● **Entries provided**
//! tone - HDR tonemapping CLI
//!
//! Reads a Radiance HDR image, applies a tone reproduction operator, and
//! writes an 8-bit sRGB PNG.

use anyhow::{bail, Context, Result};
use clap::{Args, Parser, Subcommand};
use serde::Deserialize;
use std::path::PathBuf;
use std::str::FromStr;
use tone_color::ResponseTable;
use tone_ops::{stats, LocalParams, Operator};

#[derive(Parser)]
#[command(name = "tone")]
#[command(author, version, about = "HDR to 8-bit tonemapping")]
#[command(long_about = "
Converts high-dynamic-range images to display-referred 8-bit PNG through
a catalog of global tone curves or a spatially adaptive local operator.

Examples:
  tone info memorial.hdr                          # Show image statistics
  tone map memorial.hdr -o out.png                # ACES fitted (default)
  tone map memorial.hdr -o out.png -t reinhard
  tone map memorial.hdr -o out.png -t local --max-scale 32
  tone map memorial.hdr -o out.png -t sensor --response camera.txt --iso 6
")]
struct Cli {
    #[command(subcommand)]
    command: Commands,

    /// Verbose output
    #[arg(short, long, global = true)]
    verbose: bool,

    /// Number of threads (0 = auto)
    #[arg(short = 'j', long, global = true, default_value = "0")]
    threads: usize,
}

#[derive(Subcommand)]
enum Commands {
    /// Display image dimensions and global statistics
    #[command(visible_alias = "i")]
    Info(InfoArgs),

    /// Tonemap an HDR image to PNG
    #[command(visible_alias = "m")]
    Map(MapArgs),
}

#[derive(Args)]
struct InfoArgs {
    /// Input HDR image
    input: PathBuf,
}

#[derive(Args)]
struct MapArgs {
    /// Input HDR image
    input: PathBuf,

    /// Output PNG
    #[arg(short, long)]
    output: PathBuf,

    /// Operator: clamp, reinhard, reinhard-extended,
    /// reinhard-extended-luminance, reinhard-jodie, reinhard-chroma,
    /// filmic, aces-fitted, aces-approx, sensor, local
    #[arg(short = 't', long = "operator", default_value = "aces-fitted")]
    operator: String,

    /// White point override for the extended Reinhard operators
    /// (defaults to the image maximum)
    #[arg(long)]
    max_white: Option<f32>,

    /// ISO level for the sensor operator
    #[arg(long, default_value = "6.0")]
    iso: f32,

    /// Sensor response table file (two columns: irradiance intensity);
    /// a linear table is used when omitted
    #[arg(long)]
    response: Option<PathBuf>,

    /// Local operator parameter file (YAML); flags below are ignored
    /// when given
    #[arg(long)]
    params: Option<PathBuf>,

    /// Local operator center radius factor (surround is 1.6x)
    #[arg(long, default_value = "0.354")]
    alpha: f64,

    /// Local operator scale acceptance threshold
    #[arg(long, default_value = "0.05")]
    threshold: f64,

    /// Local operator sharpening exponent
    #[arg(long, default_value = "8.0")]
    phi: f64,

    /// Local operator key value
    #[arg(long, default_value = "0.5")]
    middle_grey: f64,

    /// Local operator maximum scale
    #[arg(long, default_value = "64.0")]
    max_scale: f64,
}

/// Operator selection by name.
#[derive(Debug, Clone, Copy, PartialEq, Eq)]
enum OperatorKind {
    Clamp,
    Reinhard,
    ReinhardExtended,
    ReinhardExtendedLuminance,
    ReinhardJodie,
    ReinhardChroma,
    Filmic,
    AcesFitted,
    AcesApprox,
    Sensor,
    Local,
}

impl FromStr for OperatorKind {
    type Err = String;

    fn from_str(s: &str) -> Result<Self, Self::Err> {
        match s.to_lowercase().as_str() {
            "clamp" => Ok(Self::Clamp),
            "reinhard" => Ok(Self::Reinhard),
            "reinhard-extended" => Ok(Self::ReinhardExtended),
            "reinhard-extended-luminance" => Ok(Self::ReinhardExtendedLuminance),
            "reinhard-jodie" | "jodie" => Ok(Self::ReinhardJodie),
            "reinhard-chroma" | "chroma" => Ok(Self::ReinhardChroma),
            "filmic" | "uncharted2" => Ok(Self::Filmic),
            "aces-fitted" | "aces" => Ok(Self::AcesFitted),
            "aces-approx" => Ok(Self::AcesApprox),
            "sensor" | "camera" => Ok(Self::Sensor),
            "local" => Ok(Self::Local),
            _ => Err(format!("unknown operator: {}", s)),
        }
    }
}

/// Local operator parameters as loaded from a YAML file.
///
/// `alpha_2` may be omitted and defaults to the conventional
/// `1.6 * alpha_1`.
#[derive(Debug, Deserialize)]
#[serde(deny_unknown_fields)]
struct LocalParamsFile {
    alpha_1: f64,
    alpha_2: Option<f64>,
    threshold: f64,
    phi: f64,
    middle_grey: f64,
    max_scale: f64,
}

impl From<LocalParamsFile> for LocalParams {
    fn from(f: LocalParamsFile) -> Self {
        Self {
            alpha_1: f.alpha_1,
            alpha_2: f.alpha_2.unwrap_or(1.6 * f.alpha_1),
            threshold: f.threshold,
            phi: f.phi,
            middle_grey: f.middle_grey,
            max_scale: f.max_scale,
        }
    }
}

fn main() -> Result<()> {
    let cli = Cli::parse();

    init_logging(cli.verbose);

    if cli.threads > 0 {
        rayon::ThreadPoolBuilder::new()
            .num_threads(cli.threads)
            .build_global()
            .context("failed to configure thread pool")?;
    }

    match cli.command {
        Commands::Info(args) => run_info(args),
        Commands::Map(args) => run_map(args),
    }
}

fn init_logging(verbose: bool) {
    let default = if verbose { "debug" } else { "warn" };
    let filter = tracing_subscriber::EnvFilter::try_from_default_env()
        .unwrap_or_else(|_| tracing_subscriber::EnvFilter::new(default));
    tracing_subscriber::fmt()
        .with_env_filter(filter)
        .with_writer(std::io::stderr)
        .init();
}

/// Prints dimensions and the three global statistics.
fn run_info(args: InfoArgs) -> Result<()> {
    let img = tone_io::hdr::read(&args.input)
        .with_context(|| format!("failed to read {}", args.input.display()))?;
    let s = stats::compute_par(&img);

    println!("{}", args.input.display());
    println!("  Resolution:            {}x{}", img.width(), img.height());
    println!("  Pixels:                {}", img.pixel_count());
    println!("  Max luminance:         {:.6}", s.max_luminance);
    println!("  Max component:         {:.6}", s.max_component);
    println!("  Log-average luminance: {:.6}", s.log_average_luminance);
    Ok(())
}

/// Loads, tonemaps, and writes the output PNG.
fn run_map(args: MapArgs) -> Result<()> {
    let kind: OperatorKind = args
        .operator
        .parse()
        .map_err(|e: String| anyhow::anyhow!(e))?;
    let operator = build_operator(kind, &args)?;

    let img = tone_io::hdr::read(&args.input)
        .with_context(|| format!("failed to read {}", args.input.display()))?;

    let out = tone_ops::tonemap(&img, &operator)
        .with_context(|| format!("tonemapping with {} failed", operator.name()))?;

    tone_io::png::write(&args.output, &out)
        .with_context(|| format!("failed to write {}", args.output.display()))?;

    println!(
        "tonemapped {} pixels ({}) -> {}",
        img.pixel_count(),
        operator.name(),
        args.output.display()
    );
    Ok(())
}

fn build_operator(kind: OperatorKind, args: &MapArgs) -> Result<Operator> {
    Ok(match kind {
        OperatorKind::Clamp => Operator::Clamp,
        OperatorKind::Reinhard => Operator::Reinhard,
        OperatorKind::ReinhardExtended => Operator::ReinhardExtended {
            max_white: args.max_white,
        },
        OperatorKind::ReinhardExtendedLuminance => Operator::ReinhardExtendedLuminance {
            max_white: args.max_white,
        },
        OperatorKind::ReinhardJodie => Operator::ReinhardJodie,
        OperatorKind::ReinhardChroma => Operator::ReinhardChroma,
        OperatorKind::Filmic => Operator::Filmic(Default::default()),
        OperatorKind::AcesFitted => Operator::AcesFitted,
        OperatorKind::AcesApprox => Operator::AcesApprox,
        OperatorKind::Sensor => {
            let table = match &args.response {
                Some(path) => ResponseTable::load(path)
                    .with_context(|| format!("failed to load {}", path.display()))?,
                None => ResponseTable::linear(1024),
            };
            if args.iso <= 0.0 {
                bail!("iso must be positive, got {}", args.iso);
            }
            Operator::Sensor {
                table,
                iso: args.iso,
            }
        }
        OperatorKind::Local => {
            let params = match &args.params {
                Some(path) => {
                    let text = std::fs::read_to_string(path)
                        .with_context(|| format!("failed to read {}", path.display()))?;
                    let file: LocalParamsFile = serde_yaml::from_str(&text)
                        .with_context(|| format!("failed to parse {}", path.display()))?;
                    file.into()
                }
                None => LocalParams {
                    alpha_1: args.alpha,
                    alpha_2: 1.6 * args.alpha,
                    threshold: args.threshold,
                    phi: args.phi,
                    middle_grey: args.middle_grey,
                    max_scale: args.max_scale,
                },
            };
            Operator::Local(params)
        }
    })
}

#[cfg(test)]
mod tests {
    use super::*;

    #[test]
    fn test_operator_names_parse() {
        assert_eq!(
            "reinhard".parse::<OperatorKind>().unwrap(),
            OperatorKind::Reinhard
        );
        assert_eq!("ACES".parse::<OperatorKind>().unwrap(), OperatorKind::AcesFitted);
        assert_eq!(
            "uncharted2".parse::<OperatorKind>().unwrap(),
            OperatorKind::Filmic
        );
        assert!("nope".parse::<OperatorKind>().is_err());
    }

    #[test]
    fn test_params_file_defaults_surround() {
        let yaml = "alpha_1: 0.25\nthreshold: 0.05\nphi: 8.0\nmiddle_grey: 0.5\nmax_scale: 32.0\n";
        let file: LocalParamsFile = serde_yaml::from_str(yaml).unwrap();
        let params: LocalParams = file.into();
        assert!((params.alpha_2 - 0.4).abs() < 1e-12);
        assert_eq!(params.max_scale, 32.0);
    }
}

● **Directions**
Show each line of the records above containing "impl".

● **Answer to this problem**
impl FromStr for OperatorKind {
impl From<LocalParamsFile> for LocalParams {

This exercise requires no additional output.